Simon von Bromley / Our Media

Try not to blow your entire budget on the bike itself. Think about setting aside around roughly 10 per cent of the bike’s value for potential maintenance costs.

A second-hand bike bought from a private seller won’t come with a warranty, so if it develops a fault you’ll need to cover the cost of repair.

What’s more, it’ll be easier to afford one of the best bike upgrades, such as a pair of the best road bike tyres that’ll make you faster and more comfortable.

Look out for signs of neglect or damage

On my third run, I cased a jump which caused the frame to crack. Polygon say they've fixed the issue for production bikes.
Cracks on frames are rare, but can indicate the bike has had a hard life.
Seb Stott

Make sure the bike hasn’t been subjected to neglect and check whether the frame has been damaged. These are two of the most important things a second-hand bike buyer can do. However, looking for these things can be tricky and daunting, especially if you’re new to buying used bikes or aren’t an expert.

It’s important to begin your checks with the most expensive components first, working your way over the bike to its cheaper parts.

Take the frame for example: are there any cracks or dents? If there are any visible defects, we recommend not buying that bike.

Look out for cosmetic damage when buying a used carbon bike – this could be hiding a more serious structural issue.

On metal bikes, check the welds for small hairline cracks that follow the shape of the weld. If there are cracks around the welds, we recommend you consider not buying that bike.

There’s no harm in asking how many miles the owner has clocked on the bike. Remember that no matter how well a bike is maintained, many items are consumables and will wear out.

SRAM disc brake pads
These are sintered, metal-backed disc brake pads and cost roughly £30 to £35 to replace.
Immediate Media

On the other hand, if a bike looks or is described to be in ‘as new condition’ then check its specification against how it was sold – it may even be wearing its original tyres and brakes and they could be due for replacement if they’re worn (especially disc brake pads).

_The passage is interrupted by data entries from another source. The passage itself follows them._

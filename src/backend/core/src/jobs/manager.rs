//! The queue manager: one handle over every named queue.

use std::collections::HashMap;
use std::sync::atomic::{AtomicBool, Ordering};
use std::sync::Arc;
use std::time::Duration;
use tokio::sync::RwLock;

use super::worker::WorkerConfig;
use super::{
    BackendKind, InMemoryQueueBackend, Job, JobHandler, JobId, JobOptions, JobStatus,
    QueueBackend, QueueCounts, QueueEventListener, QueueEvents, RedisQueueBackend,
    TracingEventListener,
};
use crate::config::{QueueSettings, RedisConfig};
use crate::error::{CourierError, ErrorCode, ErrorContext, Result};
use crate::telemetry::{QueueMetrics, SensitiveFieldRedactor};

/// Backend selection, fixed for the lifetime of the manager.
#[derive(Clone)]
enum QueueDriver {
    Memory,
    Redis {
        conn: redis::aio::ConnectionManager,
        key_prefix: String,
        workers: WorkerConfig,
    },
}

/// Owns the named queues and routes producer and consumer calls to them.
///
/// Queues are created lazily on first use and cached for the manager's lifetime.
pub struct QueueManager {
    driver: QueueDriver,
    defaults: JobOptions,
    events: QueueEvents,
    queues: RwLock<HashMap<String, Arc<dyn QueueBackend>>>,
    shut_down: AtomicBool,
}

impl QueueManager {
    /// Manager backed by process-local queues.
    pub fn in_memory() -> Self {
        Self::with_driver(QueueDriver::Memory)
    }

    /// Manager backed by Redis. Fails if the server does not answer `PING`.
    pub async fn redis(config: &RedisConfig) -> Result<Self> {
        let client = redis::Client::open(config.url.as_str())
            .with_error_code(ErrorCode::InvalidConfiguration)?;
        let mut conn = redis::aio::ConnectionManager::new(client).await?;
        let pong: String = redis::cmd("PING").query_async(&mut conn).await?;
        tracing::info!(
            url = %SensitiveFieldRedactor::global().redact_value(&config.url),
            response = %pong,
            "Connected to Redis"
        );

        Ok(Self::with_driver(QueueDriver::Redis {
            conn,
            key_prefix: config.key_prefix.clone(),
            workers: WorkerConfig {
                concurrency: config.concurrency,
                poll_interval_ms: config.poll_interval_ms,
            },
        }))
    }

    /// Pick the backend from configuration: Redis when configured, memory otherwise.
    pub async fn from_config(redis: Option<&RedisConfig>, queue: &QueueSettings) -> Result<Self> {
        let manager = match redis {
            Some(config) => Self::redis(config).await?,
            None => Self::in_memory(),
        };
        Ok(manager.with_defaults(
            JobOptions::default()
                .with_max_attempts(queue.default_max_attempts)
                .with_backoff(queue.default_backoff.clone()),
        ))
    }

    fn with_driver(driver: QueueDriver) -> Self {
        Self {
            driver,
            defaults: JobOptions::default(),
            events: QueueEvents::new(),
            queues: RwLock::new(HashMap::new()),
            shut_down: AtomicBool::new(false),
        }
    }

    /// Options applied by [`add_job`](Self::add_job) when none are given.
    pub fn with_defaults(mut self, defaults: JobOptions) -> Self {
        self.defaults = defaults;
        self
    }

    pub fn backend_kind(&self) -> BackendKind {
        match self.driver {
            QueueDriver::Memory => BackendKind::Memory,
            QueueDriver::Redis { .. } => BackendKind::Redis,
        }
    }

    pub fn events(&self) -> &QueueEvents {
        &self.events
    }

    /// Register a listener for job lifecycle events.
    pub async fn add_listener(&self, listener: Arc<dyn QueueEventListener>) {
        self.events.subscribe(listener).await;
    }

    /// Register the default logging and metrics listener.
    pub async fn with_tracing_listener(self) -> Self {
        self.events.subscribe(Arc::new(TracingEventListener)).await;
        self
    }

    fn check_name(&self, name: &str) -> Result<()> {
        if self.shut_down.load(Ordering::SeqCst) {
            return Err(CourierError::queue_shut_down(name));
        }
        if name.is_empty() {
            return Err(CourierError::validation("Queue name must not be empty"));
        }
        Ok(())
    }

    /// The queue for `name`, created and cached on first use. Only producers
    /// and consumers create queues.
    async fn queue(&self, name: &str) -> Result<Arc<dyn QueueBackend>> {
        self.check_name(name)?;

        if let Some(queue) = self.queues.read().await.get(name) {
            return Ok(queue.clone());
        }

        let mut queues = self.queues.write().await;
        let queue = queues
            .entry(name.to_string())
            .or_insert_with(|| self.create_backend(name))
            .clone();
        Ok(queue)
    }

    /// The queue for `name` for a read or housekeeping call; never cached.
    ///
    /// An unknown in-process queue holds nothing, so there is nothing to
    /// return. A Redis queue may have been filled by another process, so an
    /// uncached handle over its keys is returned instead.
    async fn lookup(&self, name: &str) -> Result<Option<Arc<dyn QueueBackend>>> {
        self.check_name(name)?;

        if let Some(queue) = self.queues.read().await.get(name) {
            return Ok(Some(queue.clone()));
        }
        Ok(match self.driver {
            QueueDriver::Memory => None,
            QueueDriver::Redis { .. } => Some(self.create_backend(name)),
        })
    }

    fn create_backend(&self, name: &str) -> Arc<dyn QueueBackend> {
        tracing::debug!(queue = %name, backend = %self.backend_kind(), "Creating queue");
        match &self.driver {
            QueueDriver::Memory => Arc::new(InMemoryQueueBackend::new(name, self.events.clone())),
            QueueDriver::Redis {
                conn,
                key_prefix,
                workers,
            } => Arc::new(RedisQueueBackend::new(
                conn.clone(),
                name,
                key_prefix,
                workers.clone(),
                self.events.clone(),
            )),
        }
    }

    /// Enqueue a job. Returns once the job is stored; the handler runs later.
    pub async fn add_job(
        &self,
        queue: &str,
        payload: serde_json::Value,
        options: Option<JobOptions>,
    ) -> Result<Job> {
        let options = options.unwrap_or_else(|| self.defaults.clone());
        self.queue(queue).await?.enqueue(payload, options).await
    }

    /// Bind the handler for `queue` and start its workers.
    pub async fn process(&self, queue: &str, handler: Arc<dyn JobHandler>) -> Result<()> {
        self.queue(queue).await?.process(handler).await
    }

    pub async fn get_job(&self, queue: &str, id: JobId) -> Result<Option<Job>> {
        match self.lookup(queue).await? {
            Some(backend) => backend.get_job(id).await,
            None => Ok(None),
        }
    }

    /// Purge old jobs; see [`QueueBackend::clean`].
    pub async fn clean(&self, queue: &str, grace: Duration, status: Option<JobStatus>) -> Result<usize> {
        match self.lookup(queue).await? {
            Some(backend) => backend.clean(grace, status).await,
            None => Ok(0),
        }
    }

    /// Job counts for `queue`. Gauges are only exported for queues this
    /// manager has created.
    pub async fn get_status(&self, queue: &str) -> Result<QueueCounts> {
        let Some(backend) = self.lookup(queue).await? else {
            return Ok(QueueCounts::default());
        };
        let counts = backend.counts().await?;
        if self.queues.read().await.contains_key(queue) {
            QueueMetrics::record_counts(
                queue,
                counts.waiting,
                counts.active,
                counts.completed,
                counts.failed,
            );
        }
        Ok(counts)
    }

    /// Names of the queues created so far.
    pub async fn queue_names(&self) -> Vec<String> {
        let mut names: Vec<_> = self.queues.read().await.keys().cloned().collect();
        names.sort();
        names
    }

    /// Stop every queue's workers after their in-flight jobs. Idempotent.
    pub async fn shutdown(&self) -> Result<()> {
        if self.shut_down.swap(true, Ordering::SeqCst) {
            return Ok(());
        }

        let queues: Vec<_> = self.queues.read().await.values().cloned().collect();
        for queue in queues {
            if let Err(e) = queue.shutdown().await {
                tracing::error!(queue = %queue.name(), error = %e, "Queue shutdown failed");
            }
        }
        tracing::info!("Queue manager shut down");
        Ok(())
    }
}

#[cfg(test)]
mod tests {
    use super::*;
    use crate::jobs::handler_fn;
    use serde_json::json;

    #[tokio::test]
    async fn test_queues_are_cached_per_name() {
        let manager = QueueManager::in_memory();
        let job = manager.add_job("a", json!(1), None).await.unwrap();

        assert!(manager.get_job("a", job.id).await.unwrap().is_some());
        assert!(manager.get_job("b", job.id).await.unwrap().is_none());
        assert_eq!(manager.queue_names().await, vec!["a"]);
        assert_eq!(manager.backend_kind(), BackendKind::Memory);
    }

    #[tokio::test]
    async fn test_reads_of_unknown_queues_create_nothing() {
        let manager = QueueManager::in_memory();
        manager.add_job("orders", json!(1), None).await.unwrap();

        for i in 0..100 {
            let name = format!("typo-{}", i);
            assert_eq!(manager.get_status(&name).await.unwrap(), QueueCounts::default());
            assert!(manager.get_job(&name, JobId::new()).await.unwrap().is_none());
            assert_eq!(manager.clean(&name, Duration::ZERO, None).await.unwrap(), 0);
        }

        assert_eq!(manager.queue_names().await, vec!["orders"]);
        assert_eq!(manager.get_status("orders").await.unwrap().waiting, 1);
    }

    #[tokio::test]
    async fn test_defaults_apply_when_no_options_given() {
        let manager = QueueManager::in_memory().with_defaults(JobOptions::default().with_max_attempts(7));
        let job = manager.add_job("q", json!(null), None).await.unwrap();
        assert_eq!(job.max_attempts(), 7);

        let job = manager
            .add_job("q", json!(null), Some(JobOptions::default().with_max_attempts(1)))
            .await
            .unwrap();
        assert_eq!(job.max_attempts(), 1);
    }

    #[tokio::test]
    async fn test_status_counts() {
        let manager = QueueManager::in_memory();
        manager.add_job("q", json!(1), None).await.unwrap();
        manager.add_job("q", json!(2), None).await.unwrap();

        let counts = manager.get_status("q").await.unwrap();
        assert_eq!(counts, QueueCounts { waiting: 2, ..Default::default() });
    }

    #[tokio::test]
    async fn test_shutdown_rejects_new_work() {
        let manager = QueueManager::in_memory();
        manager.process("q", handler_fn(|_| async { Ok(()) })).await.unwrap();
        manager.shutdown().await.unwrap();
        manager.shutdown().await.unwrap();

        let err = manager.add_job("q", json!(1), None).await.unwrap_err();
        assert_eq!(err.code(), ErrorCode::QueueShutDown);
    }

    #[tokio::test]
    async fn test_empty_queue_name_is_rejected() {
        let manager = QueueManager::in_memory();
        let err = manager.add_job("", json!(1), None).await.unwrap_err();
        assert_eq!(err.code(), ErrorCode::ValidationError);
    }
}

Some bikes have obviously had a hard life. Signs of chain wear and bald tyres indicate neglect. These sort of second-hand bikes should be avoided unless their condition is reflected in the price and you’re confident about doing them up yourself.

Second-hand suspension – what to look for

Formula Selva R suspension fork
A bike’s suspension fork is one of the priciest parts of a bike, after the frame.
Andy Lloyd / Our Media

If a bike has suspension, find out when it was last serviced.

Suspension forks and shocks rely on lubrication oil (much like a vehicle’s engine) to prevent damage and reduce wear and tear. The condition of the oil also affects performance; as the oil degrades over time, performance is reduced.

Recommended suspension service intervals can be found on the respective shock or fork manufacturer’s website and, if followed, should extend the lifespan of a shock or fork.

Bikes with rear-suspension systems usually pivot on bearings (cartridge-style ball bearings with in-built seals) and the rear shock is frequently attached to the frame using bushings (small nylon- or Teflon-coated metal tubes) that stop play when they’re new.

Bearings and bushings are consumable items and if worn can be the cause of knocks and rattles, making the rear of the bike feel loose.

If the shock and pivot bolts are tight and the rear suspension is rattling or feels loose, the bearings or bushings are most likely worn and will require an overhaul.

Bushings are inexpensive to replace (around £20), but a full set of frame bearings can cost anything up to £100/$100 and beyond. Factor in a shop’s labour costs too when considering these repairs.

Make sure it’s the right size

Seat tube measurement demonstrated on a bicycle frame
Buying the right size bike is crucial.
Simon Bromley / Immediate Media

Make sure you’re buying a second-hand bike that fits you.

If possible, check out the size of the same (or a similar) model of bike before buying to make sure you’re choosing the correct frame size. Don’t be tempted to buy a bike that’s too big or too small just because it’s a good price.

It’s also worth asking sellers to clarify sizing if you’re not convinced the measurements match geometry charts available online – not everyone knows how to measure a bike frame.

If you can take it for a test ride, all the better, but expect to be asked to leave your phone, wallet or ID with the seller.

Could it be a stolen bike?

3T Exploro Boost
A serial number is usually printed to the underside of the bottom bracket.
Warren Rossiter / Immediate Media

Frame identification numbers can often be found stamped into the bottom bracket area.

It is prudent to check a bike has not been stolen before buying it.

If a bike is being sold way below market value, ask yourself why. Does the owner not know the bike’s full history? Is the bike listed incorrectly? These are all warning signs.

An original purchase receipt is a great thing to ask for. Each frame holds a unique identification number: ask for a picture of it.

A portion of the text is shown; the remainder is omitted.